_GOAL OF THE EXERCISE:_ Go through the records below and copy out every line holding "Category".

[Stored items]

● ● ●

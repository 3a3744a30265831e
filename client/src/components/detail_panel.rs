//! Panel rendering one detail reply.
//!
//! DESIGN
//! ======
//! `panel_model` turns each response variant into labelled rows and lists,
//! one rule per variant. Required scalar fields show `N/A` when missing;
//! optional fields and empty lists are left out entirely.

#[cfg(test)]
#[path = "detail_panel_test.rs"]
mod detail_panel_test;

use leptos::prelude::*;

use crate::net::types::{CadModel, DetailResponse, LicenseInfo, ProductInfo, SafetyInfo};

/// Placeholder for a required field the backend left out.
pub const MISSING: &str = "N/A";

#[derive(Clone, Debug, PartialEq, Eq)]
pub struct PanelField {
    pub label: &'static str,
    pub value: String,
}

#[derive(Clone, Debug, PartialEq, Eq)]
pub struct PanelList {
    pub heading: &'static str,
    pub ordered: bool,
    pub items: Vec<String>,
}

/// Display-ready content of a detail panel.
#[derive(Clone, Debug, PartialEq, Eq)]
pub struct PanelModel {
    pub title: &'static str,
    pub fields: Vec<PanelField>,
    pub lists: Vec<PanelList>,
}

impl PanelModel {
    fn new(title: &'static str) -> Self {
        Self { title, fields: Vec::new(), lists: Vec::new() }
    }

    fn required(mut self, label: &'static str, value: Option<&String>) -> Self {
        let value = present(value).unwrap_or(MISSING).to_owned();
        self.fields.push(PanelField { label, value });
        self
    }

    fn optional(mut self, label: &'static str, value: Option<&String>) -> Self {
        if let Some(value) = present(value) {
            self.fields.push(PanelField { label, value: value.to_owned() });
        }
        self
    }

    fn list(mut self, heading: &'static str, ordered: bool, items: &[String]) -> Self {
        if !items.is_empty() {
            self.lists.push(PanelList { heading, ordered, items: items.to_vec() });
        }
        self
    }

    pub fn is_empty(&self) -> bool {
        self.fields.is_empty() && self.lists.is_empty()
    }
}

fn present(value: Option<&String>) -> Option<&str> {
    value.map(String::as_str).filter(|v| !v.trim().is_empty())
}

/// Build the panel content for a reply.
pub fn panel_model(response: &DetailResponse) -> PanelModel {
    let title = response.endpoint().label();
    match response {
        DetailResponse::ProductInfo(info) => product_info(title, info),
        DetailResponse::RepairInstructions(repair) => {
            PanelModel::new(title).list("Instructions", true, &repair.instructions)
        }
        DetailResponse::BillOfMaterials(bom) => PanelModel::new(title).list("Materials", false, &bom.materials),
        DetailResponse::CadModel(cad) => cad_model(title, cad),
        DetailResponse::LicenseInfo(license) => license_info(title, license),
        DetailResponse::SafetyInfo(safety) => safety_info(title, safety),
    }
}

fn product_info(title: &'static str, info: &ProductInfo) -> PanelModel {
    PanelModel::new(title)
        .required("ID", info.id.as_ref())
        .required("Name", info.name.as_ref())
        .required("Category", info.category.as_ref())
        .required("Description", info.description.as_ref())
        .optional("Payload", info.payload.as_ref())
        .optional("Reach Range", info.reach_range.as_ref())
        .required("License", info.license.as_ref())
        .required("License Details", info.license_details.as_ref())
        .list("Applications", false, &info.applications)
}

fn cad_model(title: &'static str, cad: &CadModel) -> PanelModel {
    PanelModel::new(title)
        .required("ID", cad.id.as_ref())
        .required("Name", cad.name.as_ref())
        .required("Category", cad.category.as_ref())
        .required("Dimensions", cad.dimensions.as_ref())
        .required("Weight", cad.weight.as_ref())
        .required("Material", cad.material.as_ref())
        .required("Color", cad.color.as_ref())
        .required("Manufacturer", cad.manufacturer.as_ref())
        .required("Part Number", cad.part_number.as_ref())
        .required("File Format", cad.file_format.as_ref())
        .required("Model Type", cad.model_type.as_ref())
}

fn license_info(title: &'static str, license: &LicenseInfo) -> PanelModel {
    PanelModel::new(title)
        .required("ID", license.id.as_ref())
        .required("Name", license.name.as_ref())
        .required("Category", license.category.as_ref())
        .required("License", license.license.as_ref())
        .required("License Details", license.license_details.as_ref())
}

fn safety_info(title: &'static str, safety: &SafetyInfo) -> PanelModel {
    PanelModel::new(title)
        .list("Safety Features", false, &safety.safety_features)
        .list("Safety Instructions", true, &safety.safety_instructions)
}

/// Renders the current response slot.
#[component]
pub fn DetailPanel(response: DetailResponse) -> impl IntoView {
    let model = panel_model(&response);
    let empty = model.is_empty();

    view! {
        <section class="detail-panel">
            <h2 class="detail-panel__title">{model.title}</h2>
            <dl class="detail-panel__fields">
                {model
                    .fields
                    .into_iter()
                    .map(|field| {
                        view! {
                            <dt class="detail-panel__label">{field.label}</dt>
                            <dd class="detail-panel__value">{field.value}</dd>
                        }
                    })
                    .collect_view()}
            </dl>
            {model.lists.into_iter().map(render_list).collect_view()}
            <Show when=move || empty>
                <p class="detail-panel__empty">"No information available."</p>
            </Show>
        </section>
    }
}

fn render_list(list: PanelList) -> impl IntoView {
    let items = list.items.into_iter().map(|item| view! { <li>{item}</li> }).collect_view();
    let body = if list.ordered {
        view! { <ol class="detail-panel__items">{items}</ol> }.into_any()
    } else {
        view! { <ul class="detail-panel__items">{items}</ul> }.into_any()
    };

    view! {
        <div class="detail-panel__list">
            <h3>{list.heading}</h3>
            {body}
        </div>
    }
}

● ● ●

_ANSWER AREA:_
        .required("Category", info.category.as_ref())
        .required("Category", cad.category.as_ref())
        .required("Category", license.category.as_ref())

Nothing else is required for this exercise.